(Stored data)
+--
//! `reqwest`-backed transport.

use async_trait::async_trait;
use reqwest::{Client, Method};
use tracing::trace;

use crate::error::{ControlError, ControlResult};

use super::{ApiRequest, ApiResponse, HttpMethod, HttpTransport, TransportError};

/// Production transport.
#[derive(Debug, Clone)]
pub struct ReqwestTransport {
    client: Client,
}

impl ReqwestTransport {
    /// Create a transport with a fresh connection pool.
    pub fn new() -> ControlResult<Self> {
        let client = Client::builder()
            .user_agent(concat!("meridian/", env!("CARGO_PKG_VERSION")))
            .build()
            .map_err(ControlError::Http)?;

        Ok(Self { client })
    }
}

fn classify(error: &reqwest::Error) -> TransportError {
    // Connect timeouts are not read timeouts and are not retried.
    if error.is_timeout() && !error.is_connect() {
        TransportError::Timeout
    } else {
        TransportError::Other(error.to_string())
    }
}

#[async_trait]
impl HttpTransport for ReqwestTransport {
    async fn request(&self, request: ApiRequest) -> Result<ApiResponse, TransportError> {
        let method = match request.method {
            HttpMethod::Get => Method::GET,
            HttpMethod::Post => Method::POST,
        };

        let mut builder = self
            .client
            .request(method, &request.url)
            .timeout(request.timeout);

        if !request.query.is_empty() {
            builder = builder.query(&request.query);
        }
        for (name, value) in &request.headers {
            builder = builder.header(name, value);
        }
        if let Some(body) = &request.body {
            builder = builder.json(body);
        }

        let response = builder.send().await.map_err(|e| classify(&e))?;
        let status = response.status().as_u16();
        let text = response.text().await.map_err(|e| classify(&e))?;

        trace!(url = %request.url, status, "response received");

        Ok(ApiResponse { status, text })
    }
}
+--
Where a line above contains the word "query", show that line.

        if !request.query.is_empty() {
            builder = builder.query(&request.query);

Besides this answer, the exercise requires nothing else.